Authentic Bennington pottery items, from figurines to cookware, continue to be popular with Americana collectors. However, there are issues for serious collectors. Rare early 19th century figurines, such as the brown-glazed coachman’s bottle, have been reproduced over the years, as have other brown-glazed objects.

HINTS: Take note at the next antiques fair, auction, or online listing of typically brown or glazed pottery labeled “Bennington.” This type of pottery is only authentic Bennington when made in Bennington, Vermont, from 1847. Otherwise, the proper name for this ware is “American Rockingham”.

Basically, it is a yellow ware streaked or spotted with a shiny manganese brown glaze. Some are tortoiseshell or speckled with yellow. Early Rockingham had what was called a “flint” glaze. Later, a colored glaze was used by Christopher Webber Fenton, who had inherited Bennington’s original pottery works from its founder, Captain John Norton.

Rockingham pottery has English roots, named after the Marquess of Rockingham, who produced it at his Swinton pottery in England, with a brownish color.

When Fenton took over Bennington Works, his aim was to make it the “Staffordshire of America”. At the time, Staffordshire was the most popular pottery imported from England. He succeeded. Wares made at his United States Pottery Co. in Bennington became so in demand in mid-century America that about 100 factories across the country began copying his shapes and glazes. One of the first places to produce it was in East Liverpool, Ohio. However, Bennington parts set the standard for quality.

When the United States Pottery Co. exhibited pitchers, urns and figurines with their flint glaze variations, at the 1851 Crystal Palace Exhibition in London and later at the Crystal Palace Exhibition in New York in 1853, they became an instant hit. Sixty other American Potteries also exhibited Rockingham pieces at the show.

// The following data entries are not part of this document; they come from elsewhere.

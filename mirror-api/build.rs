//! Build script for mirror-api
//!
//! Captures build identification at compile time:
//! - Git commit hash (short form)
//! - Build timestamp
//! - Build profile (debug/release)

use std::process::Command;

fn main() {
    let git_hash = Command::new("git")
        .args(["rev-parse", "--short=8", "HEAD"])
        .output()
        .ok()
        .filter(|output| output.status.success())
        .and_then(|output| String::from_utf8(output.stdout).ok())
        .map(|s| s.trim().to_string())
        .unwrap_or_else(|| "unknown".to_string());

    // ISO 8601 with local offset, e.g. 2026-10-19T14:30:45+02:00
    let build_timestamp = chrono::Local::now().to_rfc3339_opts(chrono::SecondsFormat::Secs, false);

    let profile = std::env::var("PROFILE").unwrap_or_else(|_| "unknown".to_string());

    println!("cargo:rustc-env=GIT_HASH={}", git_hash);
    println!("cargo:rustc-env=BUILD_TIMESTAMP={}", build_timestamp);
    println!("cargo:rustc-env=BUILD_PROFILE={}", profile);

    // No rerun-if-changed: rerun on every build so hash and timestamp stay current
}
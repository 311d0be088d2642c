//! Integration tests for the SQLite key-value backend and record services
//!
//! Each test opens its own database inside a temporary directory.

use mirror_common::config::StorageBackend;
use mirror_common::db::init_database;
use mirror_common::records::{GiftService, NewGift, NewReceipt, ReceiptService, ReceiptStatus};
use mirror_common::store::{open_store, KeyValueStore, SqliteStore};
use mirror_common::Error;
use serde_json::json;
use std::sync::Arc;
use tempfile::TempDir;

async fn sqlite_store() -> (TempDir, Arc<SqliteStore>) {
    let temp_dir = TempDir::new().expect("temp dir");
    let pool = init_database(&temp_dir.path().join("mirror.db"))
        .await
        .expect("database should initialize");
    (temp_dir, Arc::new(SqliteStore::new(pool)))
}

#[tokio::test]
async fn test_database_creates_kv_table() {
    let (_dir, store) = sqlite_store().await;

    let tables: Vec<String> = sqlx::query_scalar(
        "SELECT name FROM sqlite_master WHERE type='table' AND name NOT LIKE 'sqlite_%'",
    )
    .fetch_all(store.pool())
    .await
    .unwrap();

    assert!(tables.contains(&"kv_store".to_string()));
}

#[tokio::test]
async fn test_init_is_idempotent() {
    let temp_dir = TempDir::new().unwrap();
    let db_path = temp_dir.path().join("nested").join("mirror.db");

    let pool1 = init_database(&db_path).await.unwrap();
    let store = SqliteStore::new(pool1);
    store.set("receipts", &json!([])).await.unwrap();
    drop(store);

    let pool2 = init_database(&db_path).await.unwrap();
    let reopened = SqliteStore::new(pool2);
    assert_eq!(reopened.get("receipts").await.unwrap(), Some(json!([])));
}

#[tokio::test]
async fn test_sqlite_set_overwrites_and_deletes() {
    let (_dir, store) = sqlite_store().await;

    store.set("gifts", &json!([{"id": "1"}])).await.unwrap();
    store.set("gifts", &json!([{"id": "1"}, {"id": "2"}])).await.unwrap();
    assert_eq!(
        store.get("gifts").await.unwrap(),
        Some(json!([{"id": "1"}, {"id": "2"}]))
    );
    assert_eq!(store.keys().await.unwrap(), vec!["gifts".to_string()]);

    assert!(store.delete("gifts").await.unwrap());
    assert!(store.get("gifts").await.unwrap().is_none());
    assert!(!store.delete("gifts").await.unwrap());
}

#[tokio::test]
async fn test_receipts_survive_reopen() {
    let temp_dir = TempDir::new().unwrap();
    let db_path = temp_dir.path().join("mirror.db");

    let receipt = {
        let store = open_store(StorageBackend::Sqlite, &db_path).await.unwrap();
        let receipts = ReceiptService::new(store);
        receipts
            .create_receipt(NewReceipt {
                email: "night@example.com".to_string(),
                name: "Night Owl".to_string(),
                plan: "premium".to_string(),
                amount_cents: 2900,
                currency: Some("eur".to_string()),
                payment_id: None,
                status: Some(ReceiptStatus::Pending),
            })
            .await
            .unwrap()
    };

    let store = open_store(StorageBackend::Sqlite, &db_path).await.unwrap();
    let receipts = ReceiptService::new(store);
    let loaded = receipts.get_receipt(&receipt.id).await.unwrap();
    assert_eq!(loaded, receipt);
    assert_eq!(loaded.currency, "EUR");
}

#[tokio::test]
async fn test_gift_redeem_on_sqlite() {
    let (_dir, store) = sqlite_store().await;
    let gifts = GiftService::new(store);

    let gift = gifts
        .create_gift(NewGift {
            giver_name: "Sun".to_string(),
            giver_email: "sun@example.com".to_string(),
            recipient_name: "Moon".to_string(),
            recipient_email: "moon@example.com".to_string(),
            message: None,
            plan: "essential".to_string(),
            amount_cents: 1500,
            paid: true,
        })
        .await
        .unwrap();

    gifts.redeem_gift(&gift.gift_code, "moon@example.com").await.unwrap();
    let second = gifts.redeem_gift(&gift.gift_code, "moon@example.com").await;
    assert!(matches!(second, Err(Error::Conflict(_))));
}

#[tokio::test]
async fn test_memory_backend_selected() {
    let temp_dir = TempDir::new().unwrap();
    let db_path = temp_dir.path().join("unused.db");
    let store = open_store(StorageBackend::Memory, &db_path).await.unwrap();

    assert_eq!(store.backend_name(), "memory");
    assert!(!db_path.exists(), "memory backend must not create a database");
}
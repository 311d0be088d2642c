//! Intense: diagonal gradient, rotated polygons, anchored blocks

use std::f32::consts::TAU;

use rand::Rng;

use crate::canvas::{
    Canvas, DrawOp, FontSpec, FontWeight, GradientStop, Layer, Paint, Path2D, Point, Rotation,
    Shape, TextAlign,
};
use crate::error::Result;

use super::scene::{Role, Scene, TextStyle};

const POLYGON_COUNT: usize = 12;
const FONT_SIZE: f32 = 46.0;
const LINE_HEIGHT: f32 = 1.35;

/// Sentence anchor: x and top as fractions of the surface, max width
/// as a fraction of the width
struct Anchor {
    x: f32,
    top: f32,
    max_width: f32,
    align: TextAlign,
}

const ANCHORS: [Anchor; 3] = [
    Anchor {
        x: 0.08,
        top: 0.18,
        max_width: 0.5,
        align: TextAlign::Left,
    },
    Anchor {
        x: 0.92,
        top: 0.42,
        max_width: 0.5,
        align: TextAlign::Right,
    },
    Anchor {
        x: 0.5,
        top: 0.68,
        max_width: 0.84,
        align: TextAlign::Center,
    },
];

pub(crate) fn draw(canvas: &mut dyn Canvas, scene: &mut Scene) -> Result<()> {
    scene.paint_base(canvas)?;
    scene.paint_overlay(
        canvas,
        Paint::LinearGradient {
            start: Point::new(0.0, 0.0),
            end: Point::new(scene.width, scene.height),
            stops: vec![
                GradientStop::new(0.0, scene.color(Role::Primary, 0.55)),
                GradientStop::new(0.5, scene.color(Role::Secondary, 0.35)),
                GradientStop::new(1.0, scene.color(Role::Background, 1.0)),
            ],
        },
    )?;

    polygons(canvas, scene)?;
    sentences(canvas, scene)
}

fn polygons(canvas: &mut dyn Canvas, scene: &mut Scene) -> Result<()> {
    for i in 0..POLYGON_COUNT {
        let sides: usize = scene.rng.gen_range(3..=6);
        let radius: f32 = scene.rng.gen_range(40.0..160.0);
        let center = Point::new(
            scene.rng.gen_range(0.0..scene.width),
            scene.rng.gen_range(0.0..scene.height),
        );
        let radians = scene.rng.gen_range(0.0..TAU);
        let alpha = scene.rng.gen_range(0.08f32..0.3);

        let points: Vec<Point> = (0..sides)
            .map(|k| {
                let angle = TAU * k as f32 / sides as f32;
                Point::new(
                    center.x + radius * angle.cos(),
                    center.y + radius * angle.sin(),
                )
            })
            .collect();
        let role = if i % 2 == 0 { Role::Primary } else { Role::Accent };

        canvas.draw(DrawOp::Fill {
            layer: Layer::Decoration,
            shape: Shape::Path(Path2D::polygon(&points)),
            paint: Paint::Solid(scene.color(role, alpha)),
            rotation: Some(Rotation {
                pivot: center,
                radians,
            }),
        })?;
    }
    Ok(())
}

fn sentences(canvas: &mut dyn Canvas, scene: &Scene) -> Result<()> {
    let paint = scene.text_paint();

    for (sentence, anchor) in scene.sentences.iter().zip(&ANCHORS) {
        let style = TextStyle {
            font: FontSpec::new(&scene.family, FONT_SIZE, FontWeight::Bold),
            line_height: FONT_SIZE * LINE_HEIGHT,
            max_width: scene.width * anchor.max_width,
        };
        let lines = style.wrap(canvas, sentence)?;
        let (x, align) = scene.anchor(scene.width * anchor.x, anchor.align);
        style.draw_lines(canvas, &lines, x, scene.height * anchor.top, align, &paint)?;
    }
    Ok(())
}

Pieces made at Bennington between 1845 and 1847 were often marked “Norton and Fenton”. Other marks included “Lyman Fenton & Co., Bennington, Vt.”, from 1849 to the 1850s, and the USP ribbon mark was used from 1852 to 1858. Some parts were unmarked.

Many potteries copied Bennington’s most popular pieces, such as animal figurines, coachman bottles, and Toby jugs. The “dog-handled” pitcher, originally made by the United States Pottery Co. in 1843, was one of them.

Collectors seek out the various figures with the most interesting enamels. The rarest and most expensive are large cast animals. It is probably a rare Bennington lion figure if the lion’s front paw is up and resting on a ball.

Hundreds of different pitcher designs, colors and shapes have been manufactured at Bennington. Yet one of the best-known pitchers, “the Apostle”, was actually made by Henderson Pottery in Jersey City. Another famous piece, a teapot called “Rebekah at the Well”, was modeled by Charles Coxon for Bennett Brothers of Baltimore.

Since Bennington-type pottery was made in many parts of the country, you may well discover the often overlooked utilitarian pieces. Not everyone appreciates spittoons or brown enamel door handles. Keep an eye out for baking dishes, curtain tiebacks, and even picture frames. A genuine Rockingham glaze makes a big difference in price. The dull brown glaze came from dipping rather than firing.